Indeed, this patch can only report a possible problem.

> As I said before, this would be much better as a rate-limiter, with
> configurable limits, and behind a debug option.

This is a good suggestion, I have modified my patch as follows:

From 681a864ead6521560a25d089b96b8360bf987f5f Mon Sep 17 00:00:00 2001
From: zhangxincheng <zhangxincheng@xxxxxxxxxxxxx>
Date: Thu, 29 Sep 2022 17:22:25 +0800
Subject: [PATCH] interrupt: debug for discovering frequent interrupts

In some cases, a peripheral's interrupt will be triggered frequently,
which will keep the CPU processing the interrupt and eventually cause
the RCU to report rcu_sched self-detected stall on the CPU.

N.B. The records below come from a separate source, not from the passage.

//! Construction-time configuration for the physics core
//!
//! The play field, grid layout, and body tuning all arrive here as explicit
//! values; nothing in the simulation reads ambient globals. A bad
//! configuration is a programming defect, so validation failures are fatal
//! construction errors rather than recoverable conditions.

use glam::Vec2;
use serde::{Deserialize, Serialize};
use thiserror::Error;

use crate::consts::*;

/// Fatal configuration error raised when building a [`crate::World`]
#[derive(Debug, Error)]
pub enum ConfigError {
    #[error("{what} must be positive, got {value}")]
    NonPositive { what: &'static str, value: f32 },
    #[error("paddle width {paddle} exceeds field width {field}")]
    PaddleTooWide { paddle: f32, field: f32 },
    #[error("block grid extends past the field edge (grid right {grid_right}, field width {field})")]
    GridOutOfBounds { grid_right: f32, field: f32 },
    #[error("max bounce angle {0} must be in (0, 90) degrees")]
    BounceAngleOutOfRange(f32),
}

/// Block grid layout parameters
#[derive(Debug, Clone, Copy, Serialize, Deserialize)]
pub struct GridConfig {
    pub rows: u32,
    pub cols: u32,
    pub block_width: f32,
    pub block_height: f32,
    /// Top-left corner of the first block
    pub start: Vec2,
    /// Gap between adjacent blocks, both axes
    pub padding: f32,
}

/// Complete configuration surface accepted at world construction
#[derive(Debug, Clone, Serialize, Deserialize)]
pub struct GameConfig {
    /// Play-field bounds (the field spans [0, width] x [0, height])
    pub field_width: f32,
    pub field_height: f32,

    pub grid: GridConfig,

    /// Thickness of the boundary walls built around the field
    pub wall_thickness: f32,

    pub ball_radius: f32,
    /// Per-axis speed magnitude, pixels per frame
    pub ball_speed: f32,
    /// Launch angle in degrees, 0 = straight up, clockwise positive
    pub ball_launch_angle: f32,

    pub paddle_width: f32,
    pub paddle_height: f32,
    pub paddle_slide_speed: f32,

    /// Maximum paddle bounce deflection from straight up, degrees
    pub max_bounce_angle: f32,
}

impl Default for GameConfig {
    fn default() -> Self {
        Self {
            field_width: FIELD_WIDTH,
            field_height: FIELD_HEIGHT,
            grid: GridConfig {
                rows: BLOCK_ROWS,
                cols: BLOCK_COLS,
                block_width: BLOCK_WIDTH,
                block_height: BLOCK_HEIGHT,
                start: Vec2::new(40.0, 60.0),
                padding: BLOCK_PADDING,
            },
            wall_thickness: WALL_THICKNESS,
            ball_radius: BALL_RADIUS,
            ball_speed: BALL_SPEED,
            ball_launch_angle: BALL_LAUNCH_ANGLE,
            paddle_width: PADDLE_WIDTH,
            paddle_height: PADDLE_HEIGHT,
            paddle_slide_speed: PADDLE_SLIDE_SPEED,
            max_bounce_angle: MAX_BOUNCE_ANGLE,
        }
    }
}

impl GameConfig {
    /// Check the configuration for fatal defects
    pub fn validate(&self) -> Result<(), ConfigError> {
        let positive = [
            ("field_width", self.field_width),
            ("field_height", self.field_height),
            ("ball_radius", self.ball_radius),
            ("ball_speed", self.ball_speed),
            ("paddle_width", self.paddle_width),
            ("paddle_height", self.paddle_height),
            ("block_width", self.grid.block_width),
            ("block_height", self.grid.block_height),
            ("wall_thickness", self.wall_thickness),
        ];
        for (what, value) in positive {
            if value <= 0.0 {
                return Err(ConfigError::NonPositive { what, value });
            }
        }

        if self.paddle_width > self.field_width {
            return Err(ConfigError::PaddleTooWide {
                paddle: self.paddle_width,
                field: self.field_width,
            });
        }

        if self.grid.cols > 0 {
            let grid_right = self.grid.start.x
                + self.grid.cols as f32 * (self.grid.block_width + self.grid.padding)
                - self.grid.padding;
            if grid_right > self.field_width {
                return Err(ConfigError::GridOutOfBounds {
                    grid_right,
                    field: self.field_width,
                });
            }
        }

        if self.max_bounce_angle <= 0.0 || self.max_bounce_angle >= 90.0 {
            return Err(ConfigError::BounceAngleOutOfRange(self.max_bounce_angle));
        }

        Ok(())
    }
}

#[cfg(test)]
mod tests {
    use super::*;

    #[test]
    fn test_default_config_is_valid() {
        assert!(GameConfig::default().validate().is_ok());
    }

    #[test]
    fn test_rejects_zero_radius() {
        let mut cfg = GameConfig::default();
        cfg.ball_radius = 0.0;
        assert!(matches!(
            cfg.validate(),
            Err(ConfigError::NonPositive { what: "ball_radius", .. })
        ));
    }

    #[test]
    fn test_rejects_oversized_paddle() {
        let mut cfg = GameConfig::default();
        cfg.paddle_width = cfg.field_width + 1.0;
        assert!(matches!(cfg.validate(), Err(ConfigError::PaddleTooWide { .. })));
    }

    #[test]
    fn test_rejects_escaping_grid() {
        let mut cfg = GameConfig::default();
        cfg.grid.start.x = cfg.field_width - 10.0;
        assert!(matches!(cfg.validate(), Err(ConfigError::GridOutOfBounds { .. })));
    }
}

[ 838.131628] rcu: INFO: rcu_sched self-detected stall on CPU
[ 838.137189] rcu: 0-....: (194839 ticks this GP) idle=f02/1/0x4000000000000004
softirq=9993/9993 fqs=97428
[ 838.146912] rcu: (t=195015 jiffies g=6773 q=0)
[ 838.151516] Task dump for CPU 0:
[ 838.154730] systemd-sleep R running task 0 3445 1 0x0000000a

Signed-off-by: Zhang Xincheng <zhangxincheng@xxxxxxxxxxxxx>
---
include/linux/irqdesc.h | 5 ++
kernel/irq/Kconfig | 25 +++++++++
kernel/irq/spurious.c | 121 +++++++++++++++++++++++++++++++++++++---
3 files changed, 144 insertions(+), 7 deletions(-)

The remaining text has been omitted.